··· EXCERPTED DATA

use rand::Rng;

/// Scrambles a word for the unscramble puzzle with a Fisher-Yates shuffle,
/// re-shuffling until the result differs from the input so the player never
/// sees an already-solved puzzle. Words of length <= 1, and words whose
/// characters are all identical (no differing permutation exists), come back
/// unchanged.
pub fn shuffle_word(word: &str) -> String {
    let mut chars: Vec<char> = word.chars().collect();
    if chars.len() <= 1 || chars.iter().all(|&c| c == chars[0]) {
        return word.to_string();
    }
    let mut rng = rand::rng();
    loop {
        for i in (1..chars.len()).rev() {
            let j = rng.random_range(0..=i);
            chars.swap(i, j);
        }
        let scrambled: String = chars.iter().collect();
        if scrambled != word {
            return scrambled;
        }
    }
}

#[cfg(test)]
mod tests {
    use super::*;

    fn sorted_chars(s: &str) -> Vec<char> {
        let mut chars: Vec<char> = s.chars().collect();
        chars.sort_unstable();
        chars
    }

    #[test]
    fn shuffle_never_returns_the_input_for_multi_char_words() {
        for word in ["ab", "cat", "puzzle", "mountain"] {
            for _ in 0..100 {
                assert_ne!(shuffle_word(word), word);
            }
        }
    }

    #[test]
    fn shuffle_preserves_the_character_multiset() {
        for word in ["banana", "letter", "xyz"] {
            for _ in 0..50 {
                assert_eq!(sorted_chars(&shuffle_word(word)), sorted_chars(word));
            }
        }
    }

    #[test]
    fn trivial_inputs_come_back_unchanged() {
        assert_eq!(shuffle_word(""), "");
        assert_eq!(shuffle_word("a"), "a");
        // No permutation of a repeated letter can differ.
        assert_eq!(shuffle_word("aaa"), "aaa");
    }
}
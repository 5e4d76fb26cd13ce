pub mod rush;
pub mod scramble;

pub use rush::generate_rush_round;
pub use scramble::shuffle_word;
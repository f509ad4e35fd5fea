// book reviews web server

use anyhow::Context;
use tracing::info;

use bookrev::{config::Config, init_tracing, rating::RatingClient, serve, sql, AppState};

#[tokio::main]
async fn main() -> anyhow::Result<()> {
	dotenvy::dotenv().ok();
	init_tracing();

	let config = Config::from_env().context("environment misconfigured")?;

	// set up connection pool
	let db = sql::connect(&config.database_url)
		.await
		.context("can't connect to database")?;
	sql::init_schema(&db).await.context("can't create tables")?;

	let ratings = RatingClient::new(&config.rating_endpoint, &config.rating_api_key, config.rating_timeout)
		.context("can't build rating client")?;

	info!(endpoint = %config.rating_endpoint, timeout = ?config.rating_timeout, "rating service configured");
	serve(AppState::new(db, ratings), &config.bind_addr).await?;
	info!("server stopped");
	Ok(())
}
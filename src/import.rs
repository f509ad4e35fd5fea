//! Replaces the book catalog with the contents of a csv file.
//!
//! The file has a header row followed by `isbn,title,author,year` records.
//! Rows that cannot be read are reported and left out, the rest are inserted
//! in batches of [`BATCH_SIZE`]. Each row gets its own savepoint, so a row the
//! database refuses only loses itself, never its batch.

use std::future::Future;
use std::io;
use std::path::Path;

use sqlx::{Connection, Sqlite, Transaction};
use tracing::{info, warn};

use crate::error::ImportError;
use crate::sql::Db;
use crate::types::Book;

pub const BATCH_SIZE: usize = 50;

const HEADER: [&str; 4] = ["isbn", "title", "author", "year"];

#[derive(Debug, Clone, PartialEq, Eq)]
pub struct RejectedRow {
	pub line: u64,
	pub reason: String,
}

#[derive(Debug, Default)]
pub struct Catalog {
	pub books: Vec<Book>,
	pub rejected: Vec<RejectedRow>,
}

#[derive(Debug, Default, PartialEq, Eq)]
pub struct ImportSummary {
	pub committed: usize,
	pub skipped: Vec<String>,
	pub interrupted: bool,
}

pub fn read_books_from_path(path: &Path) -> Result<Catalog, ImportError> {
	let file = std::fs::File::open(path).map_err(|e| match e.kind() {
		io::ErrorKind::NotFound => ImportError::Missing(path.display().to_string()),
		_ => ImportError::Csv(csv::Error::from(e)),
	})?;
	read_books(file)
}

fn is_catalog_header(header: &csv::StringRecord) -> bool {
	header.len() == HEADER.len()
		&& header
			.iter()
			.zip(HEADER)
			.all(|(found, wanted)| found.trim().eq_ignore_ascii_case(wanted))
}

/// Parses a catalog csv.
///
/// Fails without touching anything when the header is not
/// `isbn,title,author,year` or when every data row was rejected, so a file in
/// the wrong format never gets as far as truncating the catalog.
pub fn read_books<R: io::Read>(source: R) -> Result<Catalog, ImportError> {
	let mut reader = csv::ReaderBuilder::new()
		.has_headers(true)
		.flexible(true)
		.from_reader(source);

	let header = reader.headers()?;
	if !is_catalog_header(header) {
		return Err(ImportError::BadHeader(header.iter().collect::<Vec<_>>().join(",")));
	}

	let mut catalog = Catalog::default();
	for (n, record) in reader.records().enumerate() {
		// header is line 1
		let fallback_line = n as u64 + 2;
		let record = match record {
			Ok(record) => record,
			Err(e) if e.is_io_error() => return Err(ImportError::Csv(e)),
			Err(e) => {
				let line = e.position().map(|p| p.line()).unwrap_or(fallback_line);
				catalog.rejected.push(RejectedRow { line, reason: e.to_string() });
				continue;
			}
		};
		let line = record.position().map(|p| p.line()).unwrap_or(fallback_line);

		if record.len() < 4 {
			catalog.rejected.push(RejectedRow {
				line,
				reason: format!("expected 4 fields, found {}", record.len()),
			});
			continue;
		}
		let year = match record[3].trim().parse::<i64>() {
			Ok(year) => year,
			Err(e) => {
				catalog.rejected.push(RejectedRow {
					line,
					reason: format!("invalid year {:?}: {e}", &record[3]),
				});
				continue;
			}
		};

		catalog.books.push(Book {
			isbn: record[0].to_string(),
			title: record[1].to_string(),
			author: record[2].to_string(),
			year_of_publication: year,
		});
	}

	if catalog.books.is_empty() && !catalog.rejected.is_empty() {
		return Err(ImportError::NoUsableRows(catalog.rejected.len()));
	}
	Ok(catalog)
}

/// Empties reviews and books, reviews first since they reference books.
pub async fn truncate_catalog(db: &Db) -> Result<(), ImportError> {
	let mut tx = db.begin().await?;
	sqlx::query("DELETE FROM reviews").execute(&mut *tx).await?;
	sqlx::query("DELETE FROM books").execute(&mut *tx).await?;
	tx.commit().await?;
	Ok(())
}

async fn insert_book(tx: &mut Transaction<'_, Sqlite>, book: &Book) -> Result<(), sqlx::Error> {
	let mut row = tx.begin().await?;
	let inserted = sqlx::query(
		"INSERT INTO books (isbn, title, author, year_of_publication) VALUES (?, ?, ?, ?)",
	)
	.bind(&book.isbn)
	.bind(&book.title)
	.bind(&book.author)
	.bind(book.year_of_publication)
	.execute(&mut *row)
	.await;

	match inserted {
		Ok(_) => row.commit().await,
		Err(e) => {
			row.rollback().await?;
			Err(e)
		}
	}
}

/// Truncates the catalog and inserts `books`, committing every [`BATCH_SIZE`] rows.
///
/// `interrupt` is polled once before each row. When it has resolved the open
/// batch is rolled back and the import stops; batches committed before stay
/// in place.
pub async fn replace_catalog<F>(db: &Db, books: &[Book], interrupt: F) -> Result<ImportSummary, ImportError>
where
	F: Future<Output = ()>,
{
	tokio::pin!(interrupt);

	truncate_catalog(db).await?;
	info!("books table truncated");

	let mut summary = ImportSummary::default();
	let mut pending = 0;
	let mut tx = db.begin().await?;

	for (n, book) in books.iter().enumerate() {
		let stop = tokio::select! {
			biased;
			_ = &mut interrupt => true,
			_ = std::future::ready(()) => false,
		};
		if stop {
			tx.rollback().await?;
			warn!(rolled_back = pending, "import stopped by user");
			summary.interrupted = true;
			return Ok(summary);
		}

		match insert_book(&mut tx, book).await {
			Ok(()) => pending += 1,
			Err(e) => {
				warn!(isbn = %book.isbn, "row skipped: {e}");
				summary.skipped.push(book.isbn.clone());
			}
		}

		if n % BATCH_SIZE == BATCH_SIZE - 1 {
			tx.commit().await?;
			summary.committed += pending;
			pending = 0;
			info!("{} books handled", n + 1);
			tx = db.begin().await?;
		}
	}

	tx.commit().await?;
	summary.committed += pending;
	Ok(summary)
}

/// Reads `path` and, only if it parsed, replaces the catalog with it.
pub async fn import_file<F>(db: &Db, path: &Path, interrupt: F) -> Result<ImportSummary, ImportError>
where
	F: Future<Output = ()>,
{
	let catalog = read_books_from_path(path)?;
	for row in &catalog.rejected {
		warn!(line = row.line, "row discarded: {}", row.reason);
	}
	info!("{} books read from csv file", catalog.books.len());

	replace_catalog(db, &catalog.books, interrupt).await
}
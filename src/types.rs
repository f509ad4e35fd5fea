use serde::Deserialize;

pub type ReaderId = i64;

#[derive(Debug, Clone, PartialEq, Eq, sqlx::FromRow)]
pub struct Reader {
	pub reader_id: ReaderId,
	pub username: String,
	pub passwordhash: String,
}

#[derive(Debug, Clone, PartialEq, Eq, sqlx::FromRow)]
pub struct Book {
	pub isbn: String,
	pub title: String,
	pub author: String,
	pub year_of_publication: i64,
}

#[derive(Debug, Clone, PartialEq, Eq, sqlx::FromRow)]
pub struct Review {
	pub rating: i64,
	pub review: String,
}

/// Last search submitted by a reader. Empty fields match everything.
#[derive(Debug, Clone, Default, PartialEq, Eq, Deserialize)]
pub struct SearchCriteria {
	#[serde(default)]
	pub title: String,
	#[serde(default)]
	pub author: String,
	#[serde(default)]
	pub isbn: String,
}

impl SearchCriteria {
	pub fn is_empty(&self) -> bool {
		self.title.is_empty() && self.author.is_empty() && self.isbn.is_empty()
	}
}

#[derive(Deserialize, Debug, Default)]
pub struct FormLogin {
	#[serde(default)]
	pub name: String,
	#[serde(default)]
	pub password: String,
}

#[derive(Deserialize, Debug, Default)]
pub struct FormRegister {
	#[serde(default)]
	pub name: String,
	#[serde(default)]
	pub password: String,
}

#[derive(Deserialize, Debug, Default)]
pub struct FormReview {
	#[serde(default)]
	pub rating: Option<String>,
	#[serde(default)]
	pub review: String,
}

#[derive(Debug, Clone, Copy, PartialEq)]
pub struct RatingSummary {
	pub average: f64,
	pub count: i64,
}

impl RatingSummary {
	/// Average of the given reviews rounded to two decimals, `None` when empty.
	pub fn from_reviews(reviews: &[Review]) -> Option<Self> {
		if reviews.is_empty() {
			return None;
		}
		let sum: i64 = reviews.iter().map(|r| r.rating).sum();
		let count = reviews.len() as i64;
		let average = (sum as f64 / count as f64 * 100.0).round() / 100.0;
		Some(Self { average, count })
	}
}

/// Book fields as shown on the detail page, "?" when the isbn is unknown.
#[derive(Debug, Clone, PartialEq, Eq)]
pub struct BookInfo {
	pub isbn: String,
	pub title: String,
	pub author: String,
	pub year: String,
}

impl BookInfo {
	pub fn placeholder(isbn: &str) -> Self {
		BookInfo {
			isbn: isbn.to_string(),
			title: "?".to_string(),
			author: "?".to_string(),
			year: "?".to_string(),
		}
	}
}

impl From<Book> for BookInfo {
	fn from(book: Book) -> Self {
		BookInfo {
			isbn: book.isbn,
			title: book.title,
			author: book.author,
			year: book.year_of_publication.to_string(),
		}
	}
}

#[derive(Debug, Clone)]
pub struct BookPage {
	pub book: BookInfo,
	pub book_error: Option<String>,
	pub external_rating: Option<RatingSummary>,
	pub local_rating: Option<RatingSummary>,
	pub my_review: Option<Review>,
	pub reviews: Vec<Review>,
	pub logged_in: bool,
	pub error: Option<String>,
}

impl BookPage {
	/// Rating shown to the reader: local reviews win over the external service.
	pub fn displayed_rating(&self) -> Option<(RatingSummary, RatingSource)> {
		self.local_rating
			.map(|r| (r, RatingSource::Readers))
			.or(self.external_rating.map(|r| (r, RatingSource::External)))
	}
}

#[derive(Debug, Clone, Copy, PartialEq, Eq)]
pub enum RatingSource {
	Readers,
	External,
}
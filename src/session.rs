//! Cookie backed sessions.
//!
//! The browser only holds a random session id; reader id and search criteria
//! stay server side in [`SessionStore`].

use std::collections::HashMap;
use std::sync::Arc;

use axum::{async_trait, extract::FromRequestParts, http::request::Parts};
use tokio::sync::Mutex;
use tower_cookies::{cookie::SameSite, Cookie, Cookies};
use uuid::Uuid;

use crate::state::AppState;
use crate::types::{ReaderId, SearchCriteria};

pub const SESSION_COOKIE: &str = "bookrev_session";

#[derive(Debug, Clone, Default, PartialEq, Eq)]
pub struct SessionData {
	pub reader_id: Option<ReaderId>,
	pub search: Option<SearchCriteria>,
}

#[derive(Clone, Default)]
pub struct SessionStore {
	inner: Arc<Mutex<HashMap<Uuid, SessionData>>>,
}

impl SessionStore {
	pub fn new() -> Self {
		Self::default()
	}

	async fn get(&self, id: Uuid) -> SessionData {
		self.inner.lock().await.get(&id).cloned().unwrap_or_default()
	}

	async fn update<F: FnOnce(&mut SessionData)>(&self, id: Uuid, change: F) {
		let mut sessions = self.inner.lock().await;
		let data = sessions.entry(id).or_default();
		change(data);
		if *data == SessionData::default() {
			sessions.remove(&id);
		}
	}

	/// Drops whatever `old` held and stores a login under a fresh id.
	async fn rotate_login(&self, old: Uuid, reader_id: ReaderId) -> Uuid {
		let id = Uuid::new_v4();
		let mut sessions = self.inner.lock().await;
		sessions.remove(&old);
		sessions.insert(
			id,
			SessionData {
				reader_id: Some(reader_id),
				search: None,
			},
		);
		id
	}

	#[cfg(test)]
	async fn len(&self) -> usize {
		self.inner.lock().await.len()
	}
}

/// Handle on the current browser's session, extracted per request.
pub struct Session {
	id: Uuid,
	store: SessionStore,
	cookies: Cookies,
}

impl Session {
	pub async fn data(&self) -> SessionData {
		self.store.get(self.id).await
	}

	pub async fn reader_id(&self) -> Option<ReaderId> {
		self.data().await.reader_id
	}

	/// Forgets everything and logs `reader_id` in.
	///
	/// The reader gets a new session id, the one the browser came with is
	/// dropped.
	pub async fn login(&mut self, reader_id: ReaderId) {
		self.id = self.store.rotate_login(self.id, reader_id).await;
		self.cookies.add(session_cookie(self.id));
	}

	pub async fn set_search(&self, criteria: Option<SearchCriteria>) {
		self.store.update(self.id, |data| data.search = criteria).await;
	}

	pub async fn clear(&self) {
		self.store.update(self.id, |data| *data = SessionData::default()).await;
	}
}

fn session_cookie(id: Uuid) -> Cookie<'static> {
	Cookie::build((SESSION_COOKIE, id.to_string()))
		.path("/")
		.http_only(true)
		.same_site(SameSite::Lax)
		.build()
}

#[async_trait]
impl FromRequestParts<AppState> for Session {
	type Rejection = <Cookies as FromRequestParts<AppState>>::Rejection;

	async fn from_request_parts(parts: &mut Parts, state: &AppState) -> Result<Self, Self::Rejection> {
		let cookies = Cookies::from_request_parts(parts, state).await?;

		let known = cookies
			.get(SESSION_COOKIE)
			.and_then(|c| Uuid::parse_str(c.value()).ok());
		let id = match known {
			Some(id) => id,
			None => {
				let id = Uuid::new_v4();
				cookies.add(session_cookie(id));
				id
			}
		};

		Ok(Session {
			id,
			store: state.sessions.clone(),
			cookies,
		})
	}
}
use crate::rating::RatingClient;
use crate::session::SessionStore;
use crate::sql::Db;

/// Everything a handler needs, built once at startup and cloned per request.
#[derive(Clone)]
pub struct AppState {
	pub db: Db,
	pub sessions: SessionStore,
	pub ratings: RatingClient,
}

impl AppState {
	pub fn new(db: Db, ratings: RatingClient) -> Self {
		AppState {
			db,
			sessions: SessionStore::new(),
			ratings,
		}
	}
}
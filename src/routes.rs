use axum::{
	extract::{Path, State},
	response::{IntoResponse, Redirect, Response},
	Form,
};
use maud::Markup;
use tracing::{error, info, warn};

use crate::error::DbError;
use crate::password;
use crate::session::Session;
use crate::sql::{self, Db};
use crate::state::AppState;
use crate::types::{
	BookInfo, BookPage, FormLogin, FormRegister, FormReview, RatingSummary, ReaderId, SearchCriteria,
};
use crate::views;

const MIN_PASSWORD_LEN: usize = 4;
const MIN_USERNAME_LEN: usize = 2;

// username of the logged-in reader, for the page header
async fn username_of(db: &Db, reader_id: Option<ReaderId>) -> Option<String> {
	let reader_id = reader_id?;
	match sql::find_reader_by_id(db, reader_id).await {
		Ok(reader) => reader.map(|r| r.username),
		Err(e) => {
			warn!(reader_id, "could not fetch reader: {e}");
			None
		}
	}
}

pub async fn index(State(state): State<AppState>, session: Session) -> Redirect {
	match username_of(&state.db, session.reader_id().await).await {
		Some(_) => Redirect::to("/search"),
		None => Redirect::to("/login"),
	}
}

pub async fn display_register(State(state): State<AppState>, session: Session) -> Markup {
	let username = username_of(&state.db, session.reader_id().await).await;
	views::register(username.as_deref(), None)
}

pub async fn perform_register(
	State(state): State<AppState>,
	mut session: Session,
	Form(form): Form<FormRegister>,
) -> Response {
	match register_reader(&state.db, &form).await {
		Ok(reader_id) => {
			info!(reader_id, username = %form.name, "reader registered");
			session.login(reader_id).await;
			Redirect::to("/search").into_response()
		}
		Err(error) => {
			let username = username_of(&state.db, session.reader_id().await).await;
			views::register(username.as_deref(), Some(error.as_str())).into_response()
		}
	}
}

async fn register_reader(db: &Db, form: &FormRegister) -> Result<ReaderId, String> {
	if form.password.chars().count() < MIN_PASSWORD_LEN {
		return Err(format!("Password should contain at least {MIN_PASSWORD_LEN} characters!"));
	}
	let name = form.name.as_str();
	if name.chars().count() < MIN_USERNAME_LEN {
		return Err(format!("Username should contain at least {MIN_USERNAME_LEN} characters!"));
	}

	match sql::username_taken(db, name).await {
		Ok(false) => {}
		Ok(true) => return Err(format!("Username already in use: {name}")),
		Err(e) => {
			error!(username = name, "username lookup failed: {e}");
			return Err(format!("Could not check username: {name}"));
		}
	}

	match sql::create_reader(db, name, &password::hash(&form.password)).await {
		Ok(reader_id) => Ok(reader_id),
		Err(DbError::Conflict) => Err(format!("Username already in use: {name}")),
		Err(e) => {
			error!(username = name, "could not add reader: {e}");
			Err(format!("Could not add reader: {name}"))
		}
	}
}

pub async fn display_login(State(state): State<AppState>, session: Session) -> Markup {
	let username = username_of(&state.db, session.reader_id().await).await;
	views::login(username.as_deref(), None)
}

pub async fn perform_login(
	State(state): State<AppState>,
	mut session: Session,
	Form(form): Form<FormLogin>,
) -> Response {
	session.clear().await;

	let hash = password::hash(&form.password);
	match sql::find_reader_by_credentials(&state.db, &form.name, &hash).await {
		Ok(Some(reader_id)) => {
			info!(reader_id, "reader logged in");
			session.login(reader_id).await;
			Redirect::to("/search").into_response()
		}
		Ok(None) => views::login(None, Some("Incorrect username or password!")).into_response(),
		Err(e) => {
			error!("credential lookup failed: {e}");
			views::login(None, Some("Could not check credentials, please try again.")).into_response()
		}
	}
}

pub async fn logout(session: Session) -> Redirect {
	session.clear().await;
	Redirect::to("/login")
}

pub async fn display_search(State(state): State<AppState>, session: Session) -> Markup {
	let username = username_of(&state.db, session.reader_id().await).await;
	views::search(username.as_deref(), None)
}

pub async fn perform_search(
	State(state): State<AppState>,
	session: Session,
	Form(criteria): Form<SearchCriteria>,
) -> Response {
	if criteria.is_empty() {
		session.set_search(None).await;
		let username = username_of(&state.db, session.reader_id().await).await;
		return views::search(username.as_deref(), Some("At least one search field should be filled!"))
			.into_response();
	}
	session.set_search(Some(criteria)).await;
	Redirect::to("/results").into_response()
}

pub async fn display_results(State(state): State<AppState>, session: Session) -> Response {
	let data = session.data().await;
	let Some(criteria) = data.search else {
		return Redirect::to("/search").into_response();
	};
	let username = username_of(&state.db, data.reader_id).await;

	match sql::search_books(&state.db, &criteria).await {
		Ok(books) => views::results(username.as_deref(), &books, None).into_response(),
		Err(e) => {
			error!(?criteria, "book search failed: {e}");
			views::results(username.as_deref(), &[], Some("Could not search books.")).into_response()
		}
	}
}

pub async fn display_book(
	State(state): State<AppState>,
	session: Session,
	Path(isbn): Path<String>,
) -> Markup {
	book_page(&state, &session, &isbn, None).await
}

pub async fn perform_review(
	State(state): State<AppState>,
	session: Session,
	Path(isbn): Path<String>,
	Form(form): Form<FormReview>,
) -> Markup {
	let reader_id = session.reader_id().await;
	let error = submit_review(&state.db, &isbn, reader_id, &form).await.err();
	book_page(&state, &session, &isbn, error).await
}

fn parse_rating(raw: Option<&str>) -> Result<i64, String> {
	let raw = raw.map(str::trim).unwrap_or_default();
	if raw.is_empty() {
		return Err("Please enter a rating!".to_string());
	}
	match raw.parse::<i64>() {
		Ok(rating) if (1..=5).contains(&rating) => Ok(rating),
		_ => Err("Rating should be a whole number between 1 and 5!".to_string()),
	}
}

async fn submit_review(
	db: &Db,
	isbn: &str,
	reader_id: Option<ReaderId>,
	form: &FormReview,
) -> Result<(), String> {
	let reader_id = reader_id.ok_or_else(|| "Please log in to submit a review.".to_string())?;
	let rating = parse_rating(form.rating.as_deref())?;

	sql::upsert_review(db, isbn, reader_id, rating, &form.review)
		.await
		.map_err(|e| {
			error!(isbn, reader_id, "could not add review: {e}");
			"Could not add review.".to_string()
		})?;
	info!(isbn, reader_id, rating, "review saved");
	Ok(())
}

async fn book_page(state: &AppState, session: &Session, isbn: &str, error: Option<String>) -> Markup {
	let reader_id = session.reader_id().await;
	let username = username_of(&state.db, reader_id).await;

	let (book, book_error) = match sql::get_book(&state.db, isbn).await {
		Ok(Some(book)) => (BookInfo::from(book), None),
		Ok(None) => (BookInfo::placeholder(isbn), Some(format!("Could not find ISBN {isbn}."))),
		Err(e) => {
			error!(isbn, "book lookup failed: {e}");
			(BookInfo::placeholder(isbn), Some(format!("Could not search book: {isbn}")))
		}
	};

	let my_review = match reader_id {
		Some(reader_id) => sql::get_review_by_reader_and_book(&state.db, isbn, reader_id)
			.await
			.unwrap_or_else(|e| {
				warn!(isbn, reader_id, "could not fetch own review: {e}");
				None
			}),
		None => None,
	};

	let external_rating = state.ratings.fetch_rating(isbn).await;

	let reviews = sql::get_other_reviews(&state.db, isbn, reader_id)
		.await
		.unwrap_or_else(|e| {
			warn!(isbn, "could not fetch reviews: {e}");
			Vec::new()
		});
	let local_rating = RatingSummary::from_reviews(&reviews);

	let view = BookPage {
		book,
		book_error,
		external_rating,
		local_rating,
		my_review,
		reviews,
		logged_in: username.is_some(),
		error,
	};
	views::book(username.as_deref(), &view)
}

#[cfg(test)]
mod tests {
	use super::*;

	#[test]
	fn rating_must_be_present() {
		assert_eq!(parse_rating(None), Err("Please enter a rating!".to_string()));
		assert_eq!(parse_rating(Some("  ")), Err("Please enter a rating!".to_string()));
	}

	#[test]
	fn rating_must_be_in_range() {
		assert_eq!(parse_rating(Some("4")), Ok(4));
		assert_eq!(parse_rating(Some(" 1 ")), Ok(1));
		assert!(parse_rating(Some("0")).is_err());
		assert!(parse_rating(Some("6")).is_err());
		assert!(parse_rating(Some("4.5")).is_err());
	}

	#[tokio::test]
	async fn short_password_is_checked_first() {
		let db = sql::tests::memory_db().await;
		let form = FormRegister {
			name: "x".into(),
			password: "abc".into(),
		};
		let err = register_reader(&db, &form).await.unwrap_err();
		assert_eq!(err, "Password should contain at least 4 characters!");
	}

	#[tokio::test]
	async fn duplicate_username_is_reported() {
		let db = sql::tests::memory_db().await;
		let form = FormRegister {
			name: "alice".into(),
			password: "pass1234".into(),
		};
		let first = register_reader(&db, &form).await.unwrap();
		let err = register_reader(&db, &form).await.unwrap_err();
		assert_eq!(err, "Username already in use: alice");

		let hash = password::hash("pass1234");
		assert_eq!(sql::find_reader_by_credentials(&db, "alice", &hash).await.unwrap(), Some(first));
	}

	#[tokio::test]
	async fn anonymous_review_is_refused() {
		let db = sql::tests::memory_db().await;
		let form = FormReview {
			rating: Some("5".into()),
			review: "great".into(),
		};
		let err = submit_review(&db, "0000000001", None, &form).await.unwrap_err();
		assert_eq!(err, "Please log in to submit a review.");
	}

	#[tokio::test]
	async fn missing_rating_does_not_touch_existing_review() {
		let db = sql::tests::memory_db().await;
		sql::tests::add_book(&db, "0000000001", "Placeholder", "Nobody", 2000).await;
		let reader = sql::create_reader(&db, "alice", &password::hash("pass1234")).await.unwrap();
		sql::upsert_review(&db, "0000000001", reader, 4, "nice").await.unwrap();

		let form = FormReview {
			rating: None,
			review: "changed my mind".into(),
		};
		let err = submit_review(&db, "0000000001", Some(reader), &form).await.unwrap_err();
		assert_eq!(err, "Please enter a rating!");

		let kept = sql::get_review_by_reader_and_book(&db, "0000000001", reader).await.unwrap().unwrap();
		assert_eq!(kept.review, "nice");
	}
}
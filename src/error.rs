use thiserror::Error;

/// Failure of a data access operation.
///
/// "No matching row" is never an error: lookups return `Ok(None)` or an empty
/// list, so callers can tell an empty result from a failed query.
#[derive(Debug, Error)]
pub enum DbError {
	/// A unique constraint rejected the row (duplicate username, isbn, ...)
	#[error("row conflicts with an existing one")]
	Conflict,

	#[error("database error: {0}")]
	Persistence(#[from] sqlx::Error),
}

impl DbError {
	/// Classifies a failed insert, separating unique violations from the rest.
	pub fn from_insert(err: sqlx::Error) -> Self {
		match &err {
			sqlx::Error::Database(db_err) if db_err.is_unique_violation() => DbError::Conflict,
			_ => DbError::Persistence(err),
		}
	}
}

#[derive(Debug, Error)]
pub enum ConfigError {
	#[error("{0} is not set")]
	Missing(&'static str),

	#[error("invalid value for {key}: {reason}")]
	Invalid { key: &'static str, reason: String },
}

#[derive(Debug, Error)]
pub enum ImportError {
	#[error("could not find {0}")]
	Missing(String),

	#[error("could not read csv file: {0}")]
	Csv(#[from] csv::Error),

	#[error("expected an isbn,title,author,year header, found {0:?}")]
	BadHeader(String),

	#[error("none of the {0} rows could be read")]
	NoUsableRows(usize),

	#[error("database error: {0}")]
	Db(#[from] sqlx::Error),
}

······

§ EXERCISE AIM
A single number is required: the count of lines in the entries that include the word "enter".

§ RESPONSE BELOW
4